Security forces round up people on streets and search houses to look for people who should go for military services. The government does not apply its own laws of military service appropriately. According to its laws every Eritrean between the ages of 18 and 40 is obliged to stay for one and half year in mandatory military service. However, people are forced to stay for longer years and in some cases for 10 years. In addition, contrary to its own laws the government recruits less than 15 years aged children and more than 60 years aged adults. Women recruits are exposed to rape and other kinds of sexual abuses by the camp’s military officers who own the power to do anything they wish.

 

In 2003, the government forced students throughout the country to spend the last year of their high school studies in Sawa, a military camp in the western lowlands of Eritrea. After one year’s of academic studies and military training they are allowed to sit for their university entrance exams in the camp. At the end of March 2005 hundreds of students fled the camp to neighboring Sudan as the result of these harsh conditions.
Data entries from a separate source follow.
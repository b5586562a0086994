//! `coursedb-populate` — create the example SQLite database.
//!
//! # Usage
//!
//! ```
//! coursedb-populate                       # db/example.db, synthetic unless data/raw/*.csv exist
//! coursedb-populate --db db/foo.db
//! coursedb-populate --force               # replace an existing database file
//! ```

use std::path::PathBuf;

use anyhow::Context as _;
use clap::Parser;
use coursedb_populate::{CliOverrides, load_config, populate};
use tracing::level_filters::LevelFilter;
use tracing_subscriber::EnvFilter;

#[derive(Parser)]
#[command(author, version, about = "Create and populate the example SQLite database")]
struct Cli {
  /// Path to the SQLite file to create (default: db/example.db).
  #[arg(long, value_name = "PATH")]
  db: Option<PathBuf>,

  /// Overwrite an existing database file.
  #[arg(long)]
  force: bool,

  /// Directory searched for people.csv and transactions.csv (default: data/raw).
  #[arg(long, value_name = "DIR")]
  data_dir: Option<PathBuf>,

  /// Seed for the synthetic dataset.
  #[arg(long)]
  seed: Option<u64>,

  /// Optional TOML configuration file.
  #[arg(short, long, default_value = "coursedb.toml")]
  config: PathBuf,
}

fn main() -> anyhow::Result<()> {
  tracing_subscriber::fmt()
    .with_env_filter(
      EnvFilter::builder()
        .with_default_directive(LevelFilter::INFO.into())
        .from_env_lossy(),
    )
    .init();

  let cli = Cli::parse();

  let config = load_config(&cli.config, CliOverrides {
    db_path:  cli.db,
    data_dir: cli.data_dir,
    force:    cli.force,
    seed:     cli.seed,
  })
  .context("failed to load configuration")?;

  let mut rng = config.rng();
  let result = populate(&config, &mut rng);

  match &result {
    Ok(report) => println!("{}", report.summary),
    Err(e) => tracing::error!("Error: {e}"),
  }
  println!("Database written to: {}", config.db_path.display());

  result
    .map(|_| ())
    .with_context(|| format!("failed to populate {}", config.db_path.display()))
}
The current situation of Eritrea complies best to the title “Freedom for some Eritreans has become synonymous to prison and torture” of an article written by Jonah Fisher, a British journalist, to the Independent newspaper in last year’s anniversary of Eritrea’s Independence. Ending the aforementioned human rights violations is what Eritreans look for at their14thanniversary of the independence of their country.

 

At present, there is no space for  other dreams.